Materials and Methods

Plasmids

The mCherry cds was amplified from pmCherry using primers 1 and 2 and cloned into the NheI/HindIII restriction sites of pEGFP-N1 to obtain the mCherry-EGFP plasmid. The mCherry-ApoB-EGFP plasmid was obtained by inserting a PCR fragment from human ApoB (426 bp from HepG2 cDNA, primers 3 and 4) into the HindIII/EcoRI sites of the mCherry-EGFP plasmid. A minimal editable site including the mooring sequence (28 bp) was inserted in the HindIII/EcoRI sites of the mCherry-EGFP plasmid using the oligonucleotides 5 and 6. The mCherry-ApoB-EGFP cds was subcloned into the lentiviral CSGW vector (blunted BamHI/NotI) after excision with NheI/NotI and blunting of the 5′ end.

The human and rat APOBEC1 expression vectors described in Saraconi et al. were digested with BglII/BsrGI to remove the IRES-EGFP sequence and ligated back after blunting the DNA ends. The APOBEC-1ΔC construct was obtained by PCR with primers 7 and 8 and cloned back into the pAIDexpressPuro2 backbone. The E63A mutation was introduced in the rat APOBEC1 cds by site directed mutagenesis (Stratagene - Catalog #200523) using the primers 9 and 10 and cloned back with primers 7 and 11. The lizard APOBEC1 cds was amplified using primers 12 and 13 from the pTrc99 vector detailed in Severi et al., digested with NheI/BamHI restriction site and cloned into the NheI/BglII site of pAIDexpressPuro2. In all constructs the IRES-EGFP sequence was removed as described. The chimera of the lizard APOBEC1 and the C-terminus of rat APOBEC1 was obtained by PCR amplification using the primers 12and14 and 15 and 16, and subsequent extension using the primers 12 and 16. The PCR product was then cloned NheI/blunt in pAIDexpressPuro2 (opened NheI/BsrGI).

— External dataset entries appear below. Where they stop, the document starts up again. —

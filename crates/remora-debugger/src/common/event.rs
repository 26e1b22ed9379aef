use nix::libc;
use nix::unistd::Pid;

/// How the debuggee terminated.
#[derive(Clone, Copy, Debug, PartialEq, Eq)]
pub enum TerminationStatus {
    /// Normal exit with the given code.
    Exited { code: i32 },

    /// Killed by the given signal.
    Signaled { signal: i32 },
}

/// Event describing a state change reported by the debuggee.
///
/// Immutable once constructed; every variant carries the process and
/// reporting thread it originated from.
#[derive(Clone, Copy, Debug, PartialEq, Eq)]
pub enum DebugEvent {
    /// A thread stopped on a signal other than the trace trap.
    Stopped { signal: i32, pid: Pid, tid: Pid },

    /// A thread stopped on the trace trap (breakpoint, single-step,
    /// post-exec stop).
    Trap { pid: Pid, tid: Pid },

    /// A thread stopped at a syscall boundary (only reported when
    /// syscall tracing is enabled).
    Syscall { pid: Pid, tid: Pid },

    /// The process is gone.
    Terminated { status: TerminationStatus, pid: Pid },
}

impl DebugEvent {
    /// The thread that reported the event (the principal thread for
    /// terminations).
    pub fn tid(&self) -> Pid {
        match *self {
            Self::Stopped { tid, .. } | Self::Trap { tid, .. } | Self::Syscall { tid, .. } => tid,
            Self::Terminated { pid, .. } => pid,
        }
    }

    pub fn pid(&self) -> Pid {
        match *self {
            Self::Stopped { pid, .. }
            | Self::Trap { pid, .. }
            | Self::Syscall { pid, .. }
            | Self::Terminated { pid, .. } => pid,
        }
    }

    pub fn is_terminal(&self) -> bool {
        matches!(self, Self::Terminated { .. })
    }
}

// Stop signal value reported for a syscall boundary when the tracer
// requested syscall-stop marking.
const SYSCALL_TRACE_MARK: i32 = libc::SIGTRAP | 0x80;

/// Classifies a raw wait status into a typed event.
///
/// Rules are evaluated in order: exited, signaled, trace trap, plain
/// stop. Every status accepted by `waitpid` falls in exactly one case.
pub fn classify(status: i32, pid: Pid, tid: Pid) -> DebugEvent {
    if libc::WIFEXITED(status) {
        DebugEvent::Terminated {
            status: TerminationStatus::Exited {
                code: libc::WEXITSTATUS(status),
            },
            pid,
        }
    } else if libc::WIFSIGNALED(status) {
        DebugEvent::Terminated {
            status: TerminationStatus::Signaled {
                signal: libc::WTERMSIG(status),
            },
            pid,
        }
    } else if libc::WIFSTOPPED(status) && libc::WSTOPSIG(status) == libc::SIGTRAP {
        DebugEvent::Trap { pid, tid }
    } else if libc::WIFSTOPPED(status) && libc::WSTOPSIG(status) == SYSCALL_TRACE_MARK {
        DebugEvent::Syscall { pid, tid }
    } else {
        debug_assert!(libc::WIFSTOPPED(status));

        DebugEvent::Stopped {
            signal: libc::WSTOPSIG(status),
            pid,
            tid,
        }
    }
}
use std::collections::HashMap;

use nix::libc;
use nix::unistd::Pid;

/// Last-seen state of one debuggee thread.
#[derive(Clone, Copy, Debug)]
pub struct ThreadState {
    /// ID of the thread.
    pub tid: Pid,

    /// Raw wait status of the thread's most recent stop.
    pub last_status: i32,

    /// Whether resume/step/register operations target this thread.
    pub active: bool,
}

/// Registry of every thread observed on the current debuggee.
///
/// Threads are created on first observation (attach or stop event) and
/// removed on exit; the registry never discovers threads on its own.
#[derive(Debug, Default)]
pub struct ThreadRegistry {
    threads: HashMap<Pid, ThreadState>,
}

impl ThreadRegistry {
    pub fn new() -> Self {
        Self::default()
    }

    /// Records a stop status for `tid`, inserting the thread if it was
    /// not seen before.
    pub fn observe(&mut self, tid: Pid, status: i32) {
        self.threads
            .entry(tid)
            .or_insert(ThreadState {
                tid,
                last_status: 0,
                active: false,
            })
            .last_status = status;
    }

    /// Marks `tid` as the active thread. Returns false if unknown.
    pub fn set_active(&mut self, tid: Pid) -> bool {
        if !self.threads.contains_key(&tid) {
            return false;
        }

        for state in self.threads.values_mut() {
            state.active = state.tid == tid;
        }

        true
    }

    pub fn get(&self, tid: Pid) -> Option<&ThreadState> {
        self.threads.get(&tid)
    }

    pub fn contains(&self, tid: Pid) -> bool {
        self.threads.contains_key(&tid)
    }

    pub fn remove(&mut self, tid: Pid) {
        self.threads.remove(&tid);
    }

    pub fn clear(&mut self) {
        self.threads.clear();
    }

    pub fn len(&self) -> usize {
        self.threads.len()
    }

    pub fn is_empty(&self) -> bool {
        self.threads.is_empty()
    }

    /// IDs of every registered thread.
    pub fn tids(&self) -> Vec<Pid> {
        let mut tids: Vec<Pid> = self.threads.keys().copied().collect();
        tids.sort();
        tids
    }

    /// Signal to re-inject when resuming `tid` with its last stop
    /// passed through: the termination signal if it was killed, the
    /// stop signal if it was stopped, 0 otherwise.
    pub fn resume_signal(&self, tid: Pid) -> i32 {
        let Some(state) = self.threads.get(&tid) else {
            return 0;
        };

        if libc::WIFSIGNALED(state.last_status) {
            libc::WTERMSIG(state.last_status)
        } else if libc::WIFSTOPPED(state.last_status) {
            libc::WSTOPSIG(state.last_status)
        } else {
            0
        }
    }
}

#[cfg(test)]
mod tests {
    use nix::libc;
    use nix::unistd::Pid;

    use super::ThreadRegistry;

    const TID: Pid = Pid::from_raw(42);
    const OTHER: Pid = Pid::from_raw(43);

    #[test]
    fn observe_inserts_then_updates() {
        let mut registry = ThreadRegistry::new();

        registry.observe(TID, (libc::SIGTRAP << 8) | 0x7f);
        assert_eq!(registry.len(), 1);

        registry.observe(TID, (libc::SIGINT << 8) | 0x7f);
        assert_eq!(registry.len(), 1);
        assert_eq!(registry.get(TID).unwrap().last_status, (libc::SIGINT << 8) | 0x7f);
    }

    #[test]
    fn set_active_is_exclusive() {
        let mut registry = ThreadRegistry::new();
        registry.observe(TID, 0);
        registry.observe(OTHER, 0);

        assert!(registry.set_active(TID));
        assert!(registry.set_active(OTHER));

        assert!(!registry.get(TID).unwrap().active);
        assert!(registry.get(OTHER).unwrap().active);

        assert!(!registry.set_active(Pid::from_raw(99)));
    }

    #[test]
    fn resume_signal_from_stop_status() {
        let mut registry = ThreadRegistry::new();

        registry.observe(TID, (libc::SIGSEGV << 8) | 0x7f);
        assert_eq!(registry.resume_signal(TID), libc::SIGSEGV);

        // Normal exits re-inject nothing.
        registry.observe(TID, 0);
        assert_eq!(registry.resume_signal(TID), 0);

        assert_eq!(registry.resume_signal(OTHER), 0);
    }
}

The GRY-RBP, ACF and hnRNP-C1 coding sequences were amplified from HuH-7 cDNA using primer pairs 17 and 18 (SacI/ ApaI), 19 and 20 (NheI/BglII), and 21 and 22 (HindIII/ApaI), respectively. The fragments were then cloned into a pEGFP-C3 plasmid in which the EGFP sequence had been replaced by a FLAG sequence. As control plasmids were used either vectors encoding for AID or CTNNBL1, or an empty vector.

The EGFP-APOBEC1 construct was detailed in Conticello et al. The APOBEC1-EGFP construct was built by cloning the APOBEC1 cds (primers 23 and 24) into BglII/EcoRI restriction sites of the pEGFP-N1 expression vector. In order to produce non fluorescent chimeras, the EGFP chromophore was inactivated inserting a Y66H mutation in the EGFP cds by site-specific mutagenesis (primers 25 and 26 and 27 and 28). The mutated PCR products were then cloned back to replace the functional EGFP in the EGFP-APOBEC1 and APOBEC1-EGFP constructs (NheI/EcoRI and NheI/NotI sites, respectively).

All oligonucleotides, including PCR primers and sequencing primers are listed in the Additional file 1: Supplementary Table 1.

Cells, flow cytometry, and microscopy

HEK293T, HuH-7 and Caco-2 cells were maintained in DMEM supplemented with 10% FBS at 37°C in 5% CO2. Transient transfections were performed using Lipofectamine LTX (Invitrogen - Catalog #15338100) and GeneJuice (Novagen -Catalog #70967-3) according to manufacturer's instructions. Lentiviral infections of Caco-2 cells were performed as detailed in Langlois et al. All transfections with multiple plasmids were performed using an equal amount of overall plasmid DNA. Differences in the amount of DNA from experimental constructs were filled with an empty construct.

FACS analysis was performed on a Accuri C6 cytometer (BD) after transfection/infection of the cells, at the times indicated in the figure legends.

Cell visualization was performed on an Eclipse TE2000-E confocal (Nikon) confocal microscope (), or on a Axio Observer Z1 (Zeiss) inverted microscope (Fig. S4). Transiently transfected cells were replated on coverslips after 24 h from transfection, and then fixed by 4% Formaldehyde and stained at 48 hr. Immunocgemistry for EGFP was carried out using a rabbit anti-GFP antibody (1:500; Molecular Probes – Catalog #A11122) and a AlexaFluor488 goat anti-rabbit IgG secondary antibody (1:500; Molecular Probes – Catalog #A11008).